From the box cover: "SPASMS is a shocking thriller with suspense and terror that is (sic) heightened by some of the most advance techniques in the field of cinematic special effects."
This means make-up effects slightly worse than those seen in, say, "The Beast Within," involving endless use of squibs and air-bladders like those Rob Bottin made us so sick of by the end of "The Howling," and the aforementioned snake prop swinging back and forth on a wire. Separate actions by this amazing technological marvel: moving its eye and opening its jaw. Ooooooooh. Aaaaaaaah. Oh, yeah, and they had a steady-cam. Well, garsh. Give this fillum an Oscar.

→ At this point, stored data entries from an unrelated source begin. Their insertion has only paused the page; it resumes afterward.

//! Custom widget components

pub mod dialogs;
mod groceries;
mod header;
mod meals;
pub mod modal_overlay;
mod recipe_detail;
mod recipes;
mod settings_panel;
mod status_bar;

pub use groceries::GroceryView;
pub use header::MainHeader;
pub use meals::MealPlanView;
pub use recipe_detail::RecipeDetailView;
pub use recipes::RecipeList;
pub use settings_panel::SettingsPanel;
pub use status_bar::StatusBar;

/// First visible row so that `cursor` stays on screen in a list of `height` rows
pub(crate) fn scroll_offset(cursor: usize, len: usize, height: usize) -> usize {
    if height == 0 || len <= height {
        return 0;
    }
    let max_offset = len - height;
    cursor.saturating_sub(height - 1).min(max_offset)
}

/// Shorten `text` to `max` characters, ending with an ellipsis when cut
pub(crate) fn truncate(text: &str, max: usize) -> String {
    if text.chars().count() <= max {
        return text.to_string();
    }
    if max <= 1 {
        return "…".chars().take(max).collect();
    }
    let mut cut: String = text.chars().take(max - 1).collect();
    cut.push('…');
    cut
}
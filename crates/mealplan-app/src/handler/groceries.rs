//! Grocery list and grocery form handlers

use tracing::{debug, info};

use crate::groceries::GroceryForm;
use crate::state::{AppState, UiMode};

use super::UpdateResult;

pub fn handle_move(state: &mut AppState, delta: isize) -> UpdateResult {
    state.groceries.move_cursor(delta);
    UpdateResult::none()
}

pub fn handle_toggle(state: &mut AppState) -> UpdateResult {
    let Some(id) = state.groceries.selected_item().map(|item| item.id) else {
        return UpdateResult::none();
    };
    if let Some(checked) = state.groceries.list.toggle(id) {
        debug!("Grocery item {} checked={}", id, checked);
    }
    UpdateResult::none()
}

pub fn handle_delete(state: &mut AppState) -> UpdateResult {
    let Some(id) = state.groceries.selected_item().map(|item| item.id) else {
        return UpdateResult::none();
    };
    if let Some(item) = state.groceries.list.delete(id) {
        info!("Removed grocery item {:?}", item.name);
        state.set_status(format!("Removed {}", item.name));
    }
    state.groceries.clamp_cursor();
    UpdateResult::none()
}

pub fn handle_open_form(state: &mut AppState) -> UpdateResult {
    state.groceries.form = Some(GroceryForm::for_new());
    state.ui_mode = UiMode::GroceryForm;
    UpdateResult::none()
}

/// Open the form pre-filled with the highlighted item
pub fn handle_edit(state: &mut AppState) -> UpdateResult {
    let Some(form) = state.groceries.selected_item().map(GroceryForm::for_item) else {
        return UpdateResult::none();
    };
    state.groceries.form = Some(form);
    state.ui_mode = UiMode::GroceryForm;
    UpdateResult::none()
}

pub fn handle_form_input(state: &mut AppState, c: char) -> UpdateResult {
    if let Some(form) = state.groceries.form.as_mut() {
        form.insert_char(c);
    }
    UpdateResult::none()
}

pub fn handle_form_backspace(state: &mut AppState) -> UpdateResult {
    if let Some(form) = state.groceries.form.as_mut() {
        form.backspace();
    }
    UpdateResult::none()
}

pub fn handle_form_focus(state: &mut AppState, forward: bool) -> UpdateResult {
    if let Some(form) = state.groceries.form.as_mut() {
        form.focus = if forward {
            form.focus.next()
        } else {
            form.focus.prev()
        };
    }
    UpdateResult::none()
}

pub fn handle_form_cycle_category(state: &mut AppState, forward: bool) -> UpdateResult {
    if let Some(form) = state.groceries.form.as_mut() {
        form.cycle_category(forward);
    }
    UpdateResult::none()
}

/// Validate and apply the form. Invalid input keeps the form open with an
/// inline error.
pub fn handle_form_submit(state: &mut AppState) -> UpdateResult {
    let Some(form) = state.groceries.form.as_mut() else {
        return UpdateResult::none();
    };

    let draft = match form.to_draft() {
        Ok(draft) => draft,
        Err(e) => {
            debug!("Grocery form rejected: {}", e);
            form.error = Some(e);
            return UpdateResult::none();
        }
    };

    let name = draft.name.clone();
    match form.editing {
        Some(id) => {
            if state.groceries.list.edit(id, draft) {
                info!("Updated grocery item {}: {:?}", id, name);
            }
        }
        None => {
            let id = state.groceries.list.add(draft, state.today);
            info!("Added grocery item {}: {:?}", id, name);
        }
    }

    state.groceries.form = None;
    state.groceries.clamp_cursor();
    state.ui_mode = UiMode::Normal;
    UpdateResult::none()
}

pub fn handle_form_cancel(state: &mut AppState) -> UpdateResult {
    state.groceries.form = None;
    state.ui_mode = UiMode::Normal;
    UpdateResult::none()
}
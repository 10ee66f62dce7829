//! Settings file loading

use std::path::{Path, PathBuf};

use mealplan_core::prelude::*;

use super::types::Settings;

const APP_DIR: &str = "mealplan";
const CONFIG_FILENAME: &str = "config.toml";

/// `<config_dir>/mealplan/config.toml`, if the platform has a config dir
pub fn default_config_path() -> Option<PathBuf> {
    dirs::config_dir().map(|dir| dir.join(APP_DIR).join(CONFIG_FILENAME))
}

/// Load settings from `path`, or from [`default_config_path`] when `None`.
///
/// A missing file yields the defaults. So does a file that cannot be read or
/// parsed, after logging a warning; a bad config never stops the app starting.
pub fn load_settings(path: Option<&Path>) -> Settings {
    let config_path = match path {
        Some(p) => p.to_path_buf(),
        None => match default_config_path() {
            Some(p) => p,
            None => {
                debug!("No config directory on this platform, using defaults");
                return Settings::default();
            }
        },
    };

    if !config_path.exists() {
        debug!("No config file at {:?}, using defaults", config_path);
        return Settings::default();
    }

    match std::fs::read_to_string(&config_path) {
        Ok(content) => match parse_settings(&content) {
            Ok(settings) => {
                debug!("Loaded settings from {:?}", config_path);
                settings
            }
            Err(e) => {
                warn!("Failed to parse {:?}: {}", config_path, e);
                Settings::default()
            }
        },
        Err(e) => {
            warn!("Failed to read {:?}: {}", config_path, e);
            Settings::default()
        }
    }
}

/// Parse TOML settings text
pub fn parse_settings(content: &str) -> Result<Settings> {
    toml::from_str(content).map_err(|e| Error::config_invalid(e.to_string()))
}
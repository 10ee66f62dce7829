//! # mealplan-api - Remote Recipe Client
//!
//! Typed client for [TheMealDB](https://www.themealdb.com) plus the
//! [`RecipeSource`] trait the app is written against.
//!
//! Responses are normalised at this boundary: the `{ "meals": null }`
//! envelope becomes an empty list, and the twenty positional
//! `strIngredientN`/`strMeasureN` fields become a `Vec<Ingredient>`.
//!
//! ## Public API
//!
//! - [`MealDbClient`] - reqwest-backed client
//! - [`RecipeSource`] / [`LocalRecipeSource`] - async trait over the five endpoints
//! - `test_utils::FakeRecipeSource` - in-memory source (feature `test-helpers`)

pub mod client;
pub(crate) mod protocol;
pub mod source;

#[cfg(any(test, feature = "test-helpers"))]
pub mod test_utils;

pub use client::{MealDbClient, DEFAULT_BASE_URL, DEFAULT_TIMEOUT_SECS};
pub use protocol::INGREDIENT_SLOTS;
pub use source::{LocalRecipeSource, RecipeSource};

"Shocking?" "Thriller?" "Suspense?" "TERROR?" People with snake phobias would be blowing raspberries at this turdchunk. Some bit players allow themselves to be slung around pretty badly by stagehands during snake attacks; that's as close as this thing gets to being technically impressive. Well, that, and the obligatory shower scene. The scariest moment is a sudden cut to a close-up of Oliver Reed sweating profusely with his wattles puffed out. Gyah! Beyond that, dead bore.
The plot manages to go absolutely nowhere for ninety-two minutes, with the annoying Fonda and oddly-dressed, giggle-provoking Reed disappearing for large chunks of the time, only to turn up again like bad pennies. The plot in a nutshell: Reed was bit by the snake when it killed his brother; years later, the snake is captured and Reed has Fonda bring it to a university where Fonda is to study the psychic bond Reed and the snake now share for flaky reasons which are discussed over the course of one minute. (ESP, it turns out, is a viral infection.) Naturally, the giant snake escapes, thanks to the efforts of a snake-worshipping "Reverend" who disappears without a trace long before the movie ends, but also long after he's no longer contributing to the plot. The Reverend means nothing in the end, and neither does the "psychic bond;" these are just (lame) excuses to get the snake to the US and let it run free. Then stuff just happens. Stupid, stupid, stupid stuff. Oh, and the snake can make light bulbs blow up and fires spontaneously generate all of a sudden! But aside from that, and the make-ups effects produced by its venom, it's pretty useless, it's not Satan or anything. After boring us to tears, it simply sets up a rendezvous with Reed and they have their little faceoff. You already know how the rest of the movie by heart, all the way to the final freeze-frame.
Oh, yeah, and I saw "Desperate Measures" on TNT last night. You know, Michael Keaton doesn't deserve to lose his career over this and "Multipicity" and even "Jack Frost." He did the best he could with what he was handed. That said, I haven't seen a more wasteful, pointless, dumb chunk of crap come out of Hollywood's bunghole. One person with a functioning brain cell would've stopped Keaton--and this movie--dead in their tracks at any given point, and the final five seconds are so preposterous as to make an "Ernest" movie seem like freaking Shakespare. Buy the video; wipe your butt with it. Hey, it makes ME feel better!